(Records excerpted from a collection)
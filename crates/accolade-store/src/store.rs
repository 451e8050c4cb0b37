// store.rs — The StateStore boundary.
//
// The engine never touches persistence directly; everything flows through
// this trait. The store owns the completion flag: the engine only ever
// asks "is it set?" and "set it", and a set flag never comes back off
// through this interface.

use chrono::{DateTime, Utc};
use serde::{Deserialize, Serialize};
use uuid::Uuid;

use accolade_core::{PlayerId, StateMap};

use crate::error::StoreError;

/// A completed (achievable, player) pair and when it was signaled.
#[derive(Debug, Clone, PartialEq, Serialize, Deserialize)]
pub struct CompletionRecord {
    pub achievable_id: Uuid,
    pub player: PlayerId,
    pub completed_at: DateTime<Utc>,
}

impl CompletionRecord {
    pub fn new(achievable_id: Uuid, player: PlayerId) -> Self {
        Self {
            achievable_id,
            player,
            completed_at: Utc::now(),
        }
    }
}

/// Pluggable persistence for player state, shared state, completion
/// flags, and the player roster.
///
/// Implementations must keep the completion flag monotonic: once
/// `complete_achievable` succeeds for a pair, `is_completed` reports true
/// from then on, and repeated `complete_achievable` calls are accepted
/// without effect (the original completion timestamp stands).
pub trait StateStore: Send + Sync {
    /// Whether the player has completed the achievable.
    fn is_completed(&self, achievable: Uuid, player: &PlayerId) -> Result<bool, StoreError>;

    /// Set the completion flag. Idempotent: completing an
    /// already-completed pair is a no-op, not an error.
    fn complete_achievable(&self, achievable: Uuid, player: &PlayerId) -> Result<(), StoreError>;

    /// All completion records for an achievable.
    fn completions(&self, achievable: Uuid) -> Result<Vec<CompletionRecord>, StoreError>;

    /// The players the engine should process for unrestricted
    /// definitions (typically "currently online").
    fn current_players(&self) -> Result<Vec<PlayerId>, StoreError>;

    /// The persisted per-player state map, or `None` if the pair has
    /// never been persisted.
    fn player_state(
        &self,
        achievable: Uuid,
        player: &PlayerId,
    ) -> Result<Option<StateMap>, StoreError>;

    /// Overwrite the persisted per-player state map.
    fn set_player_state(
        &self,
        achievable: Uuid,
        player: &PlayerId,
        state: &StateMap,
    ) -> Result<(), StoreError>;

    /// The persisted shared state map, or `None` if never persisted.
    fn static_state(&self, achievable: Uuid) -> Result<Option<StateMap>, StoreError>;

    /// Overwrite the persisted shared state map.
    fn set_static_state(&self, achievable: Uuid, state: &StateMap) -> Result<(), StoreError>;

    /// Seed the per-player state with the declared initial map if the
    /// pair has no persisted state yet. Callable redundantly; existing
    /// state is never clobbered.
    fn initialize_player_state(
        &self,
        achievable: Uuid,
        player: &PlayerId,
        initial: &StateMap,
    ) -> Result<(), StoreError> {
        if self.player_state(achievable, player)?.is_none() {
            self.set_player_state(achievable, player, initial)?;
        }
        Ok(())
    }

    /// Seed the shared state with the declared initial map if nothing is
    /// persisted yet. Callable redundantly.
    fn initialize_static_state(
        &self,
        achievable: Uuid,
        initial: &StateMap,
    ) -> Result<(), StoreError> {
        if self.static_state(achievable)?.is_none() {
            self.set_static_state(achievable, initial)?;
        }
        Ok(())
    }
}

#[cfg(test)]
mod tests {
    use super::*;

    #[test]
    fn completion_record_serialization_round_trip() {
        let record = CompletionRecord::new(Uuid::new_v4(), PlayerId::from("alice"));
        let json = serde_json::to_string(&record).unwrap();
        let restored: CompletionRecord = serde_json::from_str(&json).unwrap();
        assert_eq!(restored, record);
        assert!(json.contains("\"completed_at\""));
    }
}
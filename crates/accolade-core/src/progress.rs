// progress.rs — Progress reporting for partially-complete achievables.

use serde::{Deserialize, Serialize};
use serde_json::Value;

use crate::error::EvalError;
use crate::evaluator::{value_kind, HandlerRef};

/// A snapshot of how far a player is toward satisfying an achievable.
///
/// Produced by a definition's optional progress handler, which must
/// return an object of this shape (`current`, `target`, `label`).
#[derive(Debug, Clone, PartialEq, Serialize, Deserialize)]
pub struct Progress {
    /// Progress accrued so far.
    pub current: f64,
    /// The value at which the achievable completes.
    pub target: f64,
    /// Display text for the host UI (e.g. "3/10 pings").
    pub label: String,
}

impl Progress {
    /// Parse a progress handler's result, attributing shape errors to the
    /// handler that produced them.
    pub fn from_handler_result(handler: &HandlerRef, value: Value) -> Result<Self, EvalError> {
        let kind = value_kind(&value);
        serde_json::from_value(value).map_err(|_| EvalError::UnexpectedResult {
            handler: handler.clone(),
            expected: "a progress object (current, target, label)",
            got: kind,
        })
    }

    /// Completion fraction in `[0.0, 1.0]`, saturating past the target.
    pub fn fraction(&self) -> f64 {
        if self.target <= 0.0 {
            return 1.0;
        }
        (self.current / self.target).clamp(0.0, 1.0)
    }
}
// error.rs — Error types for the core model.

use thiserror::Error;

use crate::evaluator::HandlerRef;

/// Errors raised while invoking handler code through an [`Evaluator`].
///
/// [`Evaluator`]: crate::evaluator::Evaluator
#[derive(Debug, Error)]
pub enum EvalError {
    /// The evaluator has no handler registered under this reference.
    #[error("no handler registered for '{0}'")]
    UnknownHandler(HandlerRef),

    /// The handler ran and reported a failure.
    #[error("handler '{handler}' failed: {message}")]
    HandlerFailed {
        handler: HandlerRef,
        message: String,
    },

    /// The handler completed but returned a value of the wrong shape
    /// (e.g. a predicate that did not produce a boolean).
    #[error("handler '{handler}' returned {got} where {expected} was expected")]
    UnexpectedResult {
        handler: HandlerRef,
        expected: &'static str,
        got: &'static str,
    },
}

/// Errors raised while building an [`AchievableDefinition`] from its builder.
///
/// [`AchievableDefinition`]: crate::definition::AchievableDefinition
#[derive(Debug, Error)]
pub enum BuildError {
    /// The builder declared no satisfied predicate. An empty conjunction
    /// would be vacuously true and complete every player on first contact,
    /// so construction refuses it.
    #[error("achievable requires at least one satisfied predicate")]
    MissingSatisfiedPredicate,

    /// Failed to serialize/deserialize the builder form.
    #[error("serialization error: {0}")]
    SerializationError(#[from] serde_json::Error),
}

==

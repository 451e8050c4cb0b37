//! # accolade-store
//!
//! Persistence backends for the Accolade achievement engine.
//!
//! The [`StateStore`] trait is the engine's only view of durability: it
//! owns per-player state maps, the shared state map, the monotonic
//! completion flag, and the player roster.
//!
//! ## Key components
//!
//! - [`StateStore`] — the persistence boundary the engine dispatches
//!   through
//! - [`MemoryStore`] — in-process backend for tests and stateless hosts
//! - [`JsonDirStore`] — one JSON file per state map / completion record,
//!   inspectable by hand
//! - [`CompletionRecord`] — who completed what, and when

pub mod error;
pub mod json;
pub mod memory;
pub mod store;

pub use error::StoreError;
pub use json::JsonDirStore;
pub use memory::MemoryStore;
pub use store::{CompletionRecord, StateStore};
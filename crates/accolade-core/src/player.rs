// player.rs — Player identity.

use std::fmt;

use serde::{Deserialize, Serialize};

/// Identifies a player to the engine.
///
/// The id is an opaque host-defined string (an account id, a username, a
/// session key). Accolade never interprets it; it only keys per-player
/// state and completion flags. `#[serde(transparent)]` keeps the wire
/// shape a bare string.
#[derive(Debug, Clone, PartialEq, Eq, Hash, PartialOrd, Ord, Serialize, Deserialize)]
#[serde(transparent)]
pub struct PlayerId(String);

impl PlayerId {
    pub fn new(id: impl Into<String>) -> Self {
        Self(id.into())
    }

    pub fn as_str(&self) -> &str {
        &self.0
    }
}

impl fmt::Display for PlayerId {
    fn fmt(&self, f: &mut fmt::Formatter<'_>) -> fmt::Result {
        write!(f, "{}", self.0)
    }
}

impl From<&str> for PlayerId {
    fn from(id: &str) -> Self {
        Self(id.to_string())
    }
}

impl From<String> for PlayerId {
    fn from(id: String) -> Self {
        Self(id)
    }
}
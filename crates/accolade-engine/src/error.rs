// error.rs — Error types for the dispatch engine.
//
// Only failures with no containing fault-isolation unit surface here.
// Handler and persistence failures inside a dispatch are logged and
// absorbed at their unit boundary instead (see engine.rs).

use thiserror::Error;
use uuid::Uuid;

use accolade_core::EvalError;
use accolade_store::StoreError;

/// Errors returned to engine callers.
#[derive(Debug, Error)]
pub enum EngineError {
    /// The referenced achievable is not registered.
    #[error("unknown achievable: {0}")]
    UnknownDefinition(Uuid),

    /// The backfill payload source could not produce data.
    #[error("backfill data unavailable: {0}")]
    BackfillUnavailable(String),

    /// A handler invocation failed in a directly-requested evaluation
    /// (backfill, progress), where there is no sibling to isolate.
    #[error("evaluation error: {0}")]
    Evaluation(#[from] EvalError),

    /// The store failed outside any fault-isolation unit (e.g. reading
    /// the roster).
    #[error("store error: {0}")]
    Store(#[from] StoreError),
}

...

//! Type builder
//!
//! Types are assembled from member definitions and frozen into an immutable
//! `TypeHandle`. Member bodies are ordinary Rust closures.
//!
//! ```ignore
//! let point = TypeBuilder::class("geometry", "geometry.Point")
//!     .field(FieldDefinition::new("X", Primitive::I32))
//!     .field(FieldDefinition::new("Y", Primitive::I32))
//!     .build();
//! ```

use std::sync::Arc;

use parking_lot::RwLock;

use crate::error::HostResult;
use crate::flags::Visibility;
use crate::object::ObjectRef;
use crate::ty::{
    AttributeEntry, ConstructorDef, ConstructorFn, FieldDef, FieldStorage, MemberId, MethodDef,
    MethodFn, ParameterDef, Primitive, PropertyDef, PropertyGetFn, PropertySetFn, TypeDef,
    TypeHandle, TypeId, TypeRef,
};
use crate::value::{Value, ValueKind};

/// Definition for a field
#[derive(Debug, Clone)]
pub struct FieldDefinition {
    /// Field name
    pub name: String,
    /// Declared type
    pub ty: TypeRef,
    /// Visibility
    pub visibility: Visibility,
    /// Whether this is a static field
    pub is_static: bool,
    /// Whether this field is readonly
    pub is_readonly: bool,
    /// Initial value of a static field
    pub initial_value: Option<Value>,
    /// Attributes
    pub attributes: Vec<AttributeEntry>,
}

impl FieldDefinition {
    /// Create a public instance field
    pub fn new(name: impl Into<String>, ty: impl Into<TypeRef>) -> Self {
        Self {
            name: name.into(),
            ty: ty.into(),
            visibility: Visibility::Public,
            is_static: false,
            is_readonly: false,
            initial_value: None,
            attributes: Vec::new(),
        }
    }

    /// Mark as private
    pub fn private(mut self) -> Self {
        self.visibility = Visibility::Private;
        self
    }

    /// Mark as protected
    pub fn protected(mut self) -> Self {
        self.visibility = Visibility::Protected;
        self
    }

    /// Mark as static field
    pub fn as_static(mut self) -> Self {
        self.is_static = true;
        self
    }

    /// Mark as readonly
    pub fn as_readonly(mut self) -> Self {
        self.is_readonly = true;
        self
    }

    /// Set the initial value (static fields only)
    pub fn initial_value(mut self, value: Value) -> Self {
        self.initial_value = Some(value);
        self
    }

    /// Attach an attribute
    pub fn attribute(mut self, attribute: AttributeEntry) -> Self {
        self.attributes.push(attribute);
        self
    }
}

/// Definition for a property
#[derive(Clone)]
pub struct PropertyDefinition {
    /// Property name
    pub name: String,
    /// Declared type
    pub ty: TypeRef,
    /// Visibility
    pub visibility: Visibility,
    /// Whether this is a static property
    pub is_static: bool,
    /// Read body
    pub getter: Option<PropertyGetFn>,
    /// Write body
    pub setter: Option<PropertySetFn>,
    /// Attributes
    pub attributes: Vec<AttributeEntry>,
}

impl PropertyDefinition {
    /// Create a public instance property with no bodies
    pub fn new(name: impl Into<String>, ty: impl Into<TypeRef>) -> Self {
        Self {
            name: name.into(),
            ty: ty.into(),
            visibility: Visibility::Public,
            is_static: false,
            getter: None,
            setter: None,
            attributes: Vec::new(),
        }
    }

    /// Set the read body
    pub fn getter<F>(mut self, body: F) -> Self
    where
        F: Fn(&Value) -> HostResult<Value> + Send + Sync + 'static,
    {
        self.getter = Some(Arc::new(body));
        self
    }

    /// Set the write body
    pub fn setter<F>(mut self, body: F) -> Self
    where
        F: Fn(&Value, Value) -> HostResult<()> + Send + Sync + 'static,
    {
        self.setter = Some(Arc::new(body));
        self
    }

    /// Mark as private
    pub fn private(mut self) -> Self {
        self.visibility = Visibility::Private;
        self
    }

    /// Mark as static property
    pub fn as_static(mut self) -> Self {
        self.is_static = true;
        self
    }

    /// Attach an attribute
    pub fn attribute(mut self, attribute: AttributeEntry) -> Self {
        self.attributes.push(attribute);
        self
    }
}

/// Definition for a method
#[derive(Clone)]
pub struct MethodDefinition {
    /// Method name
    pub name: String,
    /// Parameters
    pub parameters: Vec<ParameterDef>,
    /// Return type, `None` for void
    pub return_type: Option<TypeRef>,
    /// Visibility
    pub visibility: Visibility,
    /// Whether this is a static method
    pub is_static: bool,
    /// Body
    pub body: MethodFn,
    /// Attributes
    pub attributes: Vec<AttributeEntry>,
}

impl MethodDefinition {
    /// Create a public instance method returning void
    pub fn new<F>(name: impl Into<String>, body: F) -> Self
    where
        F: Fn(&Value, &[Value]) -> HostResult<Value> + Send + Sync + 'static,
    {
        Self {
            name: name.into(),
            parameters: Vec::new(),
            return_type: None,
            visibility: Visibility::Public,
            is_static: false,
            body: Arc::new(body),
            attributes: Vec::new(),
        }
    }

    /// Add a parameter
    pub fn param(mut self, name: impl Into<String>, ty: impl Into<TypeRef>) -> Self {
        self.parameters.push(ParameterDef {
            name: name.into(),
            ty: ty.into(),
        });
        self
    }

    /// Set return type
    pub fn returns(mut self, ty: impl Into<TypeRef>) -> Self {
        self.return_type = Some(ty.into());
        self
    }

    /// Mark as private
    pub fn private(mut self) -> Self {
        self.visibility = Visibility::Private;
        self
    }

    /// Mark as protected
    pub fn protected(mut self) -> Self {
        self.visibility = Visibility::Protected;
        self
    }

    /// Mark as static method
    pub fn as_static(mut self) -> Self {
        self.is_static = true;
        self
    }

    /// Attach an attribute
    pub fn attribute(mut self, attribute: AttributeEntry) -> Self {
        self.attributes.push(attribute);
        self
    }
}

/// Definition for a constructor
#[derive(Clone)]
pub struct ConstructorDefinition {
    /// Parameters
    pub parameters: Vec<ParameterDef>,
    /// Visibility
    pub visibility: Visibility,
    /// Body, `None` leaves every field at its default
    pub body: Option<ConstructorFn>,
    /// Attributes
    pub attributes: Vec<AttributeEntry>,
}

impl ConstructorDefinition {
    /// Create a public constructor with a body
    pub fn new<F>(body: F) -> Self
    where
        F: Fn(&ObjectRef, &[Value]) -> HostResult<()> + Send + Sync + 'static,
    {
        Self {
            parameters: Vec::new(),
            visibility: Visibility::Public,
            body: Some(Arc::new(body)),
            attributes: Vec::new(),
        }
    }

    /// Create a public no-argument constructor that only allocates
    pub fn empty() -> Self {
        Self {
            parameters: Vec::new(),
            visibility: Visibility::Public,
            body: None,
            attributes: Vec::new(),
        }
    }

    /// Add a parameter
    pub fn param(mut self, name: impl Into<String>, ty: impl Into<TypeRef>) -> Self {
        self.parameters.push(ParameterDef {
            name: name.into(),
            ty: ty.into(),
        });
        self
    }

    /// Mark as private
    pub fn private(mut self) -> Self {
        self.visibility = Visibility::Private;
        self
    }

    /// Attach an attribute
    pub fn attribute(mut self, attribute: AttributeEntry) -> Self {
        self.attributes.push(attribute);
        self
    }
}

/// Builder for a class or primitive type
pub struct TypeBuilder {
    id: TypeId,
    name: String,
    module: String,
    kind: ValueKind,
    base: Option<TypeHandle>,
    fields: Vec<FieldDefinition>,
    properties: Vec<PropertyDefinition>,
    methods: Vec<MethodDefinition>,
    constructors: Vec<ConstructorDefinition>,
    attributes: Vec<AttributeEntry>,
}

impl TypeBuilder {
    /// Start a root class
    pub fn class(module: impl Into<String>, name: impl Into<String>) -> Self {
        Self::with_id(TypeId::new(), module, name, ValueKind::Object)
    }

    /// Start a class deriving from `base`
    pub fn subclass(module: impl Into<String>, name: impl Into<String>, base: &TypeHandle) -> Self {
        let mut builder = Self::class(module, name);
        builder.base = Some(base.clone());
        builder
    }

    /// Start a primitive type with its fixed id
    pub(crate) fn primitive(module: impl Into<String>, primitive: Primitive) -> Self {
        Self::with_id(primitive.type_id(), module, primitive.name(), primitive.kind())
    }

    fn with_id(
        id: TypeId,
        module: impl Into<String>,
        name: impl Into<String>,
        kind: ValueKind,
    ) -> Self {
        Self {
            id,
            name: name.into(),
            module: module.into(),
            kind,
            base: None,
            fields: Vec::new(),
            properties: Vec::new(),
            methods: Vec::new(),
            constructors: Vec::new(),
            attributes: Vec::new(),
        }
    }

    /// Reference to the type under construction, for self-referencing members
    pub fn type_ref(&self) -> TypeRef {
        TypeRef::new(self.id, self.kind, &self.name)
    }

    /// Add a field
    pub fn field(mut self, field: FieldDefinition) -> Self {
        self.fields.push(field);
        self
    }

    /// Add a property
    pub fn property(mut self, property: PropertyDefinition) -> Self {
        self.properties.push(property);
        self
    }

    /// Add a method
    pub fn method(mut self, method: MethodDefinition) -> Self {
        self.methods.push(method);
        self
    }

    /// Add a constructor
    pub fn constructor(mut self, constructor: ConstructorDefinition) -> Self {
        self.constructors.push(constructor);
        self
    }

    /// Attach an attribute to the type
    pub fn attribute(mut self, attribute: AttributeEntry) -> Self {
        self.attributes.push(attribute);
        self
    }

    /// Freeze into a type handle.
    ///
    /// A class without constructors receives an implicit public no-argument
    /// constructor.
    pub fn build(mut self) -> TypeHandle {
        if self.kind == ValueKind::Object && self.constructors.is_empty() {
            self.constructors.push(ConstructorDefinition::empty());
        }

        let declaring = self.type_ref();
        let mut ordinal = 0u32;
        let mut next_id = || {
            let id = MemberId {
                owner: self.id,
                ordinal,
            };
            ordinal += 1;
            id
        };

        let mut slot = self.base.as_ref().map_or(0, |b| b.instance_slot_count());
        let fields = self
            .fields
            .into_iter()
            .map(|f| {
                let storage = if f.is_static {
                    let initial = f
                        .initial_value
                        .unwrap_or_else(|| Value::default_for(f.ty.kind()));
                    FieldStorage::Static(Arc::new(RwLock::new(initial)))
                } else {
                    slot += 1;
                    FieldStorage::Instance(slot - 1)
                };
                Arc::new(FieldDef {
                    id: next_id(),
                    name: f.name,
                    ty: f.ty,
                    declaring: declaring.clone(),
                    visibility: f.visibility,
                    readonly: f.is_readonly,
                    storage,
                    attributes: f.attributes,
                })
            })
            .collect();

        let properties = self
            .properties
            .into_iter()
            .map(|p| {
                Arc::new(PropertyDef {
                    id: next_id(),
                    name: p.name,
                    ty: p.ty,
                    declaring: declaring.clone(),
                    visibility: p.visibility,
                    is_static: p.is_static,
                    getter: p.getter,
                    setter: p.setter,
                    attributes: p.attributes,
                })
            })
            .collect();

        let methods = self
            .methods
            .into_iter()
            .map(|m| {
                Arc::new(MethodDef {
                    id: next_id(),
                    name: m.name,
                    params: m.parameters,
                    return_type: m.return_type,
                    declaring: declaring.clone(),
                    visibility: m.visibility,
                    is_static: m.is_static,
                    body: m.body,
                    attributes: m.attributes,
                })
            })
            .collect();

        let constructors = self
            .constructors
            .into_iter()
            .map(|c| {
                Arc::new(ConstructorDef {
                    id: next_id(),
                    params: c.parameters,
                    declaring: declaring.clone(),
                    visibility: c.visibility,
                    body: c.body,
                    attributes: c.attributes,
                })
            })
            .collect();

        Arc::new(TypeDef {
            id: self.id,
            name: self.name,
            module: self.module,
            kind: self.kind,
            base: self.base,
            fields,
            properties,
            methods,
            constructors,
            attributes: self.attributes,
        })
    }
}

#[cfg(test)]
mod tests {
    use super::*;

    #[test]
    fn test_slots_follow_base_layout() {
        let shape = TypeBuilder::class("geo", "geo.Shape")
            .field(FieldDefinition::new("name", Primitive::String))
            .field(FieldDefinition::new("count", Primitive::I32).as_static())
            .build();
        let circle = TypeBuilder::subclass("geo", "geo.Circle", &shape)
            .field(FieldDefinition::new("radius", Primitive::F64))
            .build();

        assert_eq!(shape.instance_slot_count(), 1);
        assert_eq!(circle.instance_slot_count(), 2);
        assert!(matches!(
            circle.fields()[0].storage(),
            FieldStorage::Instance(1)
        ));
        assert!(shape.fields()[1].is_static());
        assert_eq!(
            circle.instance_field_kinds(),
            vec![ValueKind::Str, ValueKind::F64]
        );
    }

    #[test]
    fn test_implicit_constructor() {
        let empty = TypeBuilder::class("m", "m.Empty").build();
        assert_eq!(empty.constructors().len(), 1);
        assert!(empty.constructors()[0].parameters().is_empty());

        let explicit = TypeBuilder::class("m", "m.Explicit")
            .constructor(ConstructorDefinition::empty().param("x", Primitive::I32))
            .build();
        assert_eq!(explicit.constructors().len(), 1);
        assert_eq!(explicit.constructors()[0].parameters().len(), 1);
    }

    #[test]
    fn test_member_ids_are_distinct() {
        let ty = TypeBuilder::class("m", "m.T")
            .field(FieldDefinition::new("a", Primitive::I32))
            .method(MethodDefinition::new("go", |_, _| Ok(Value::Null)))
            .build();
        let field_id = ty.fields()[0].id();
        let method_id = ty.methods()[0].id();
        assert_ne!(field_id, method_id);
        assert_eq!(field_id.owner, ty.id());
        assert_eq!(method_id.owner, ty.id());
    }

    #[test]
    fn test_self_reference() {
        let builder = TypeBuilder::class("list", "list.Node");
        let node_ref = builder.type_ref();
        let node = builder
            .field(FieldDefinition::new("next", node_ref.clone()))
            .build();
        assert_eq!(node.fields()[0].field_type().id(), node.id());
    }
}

| EXERCISE PROMPT |
Please copy every line of the records above in which "roster" appears.

| ANSWER |
/// flags, and the player roster.
//! completion flag, and the player roster.
    /// the roster).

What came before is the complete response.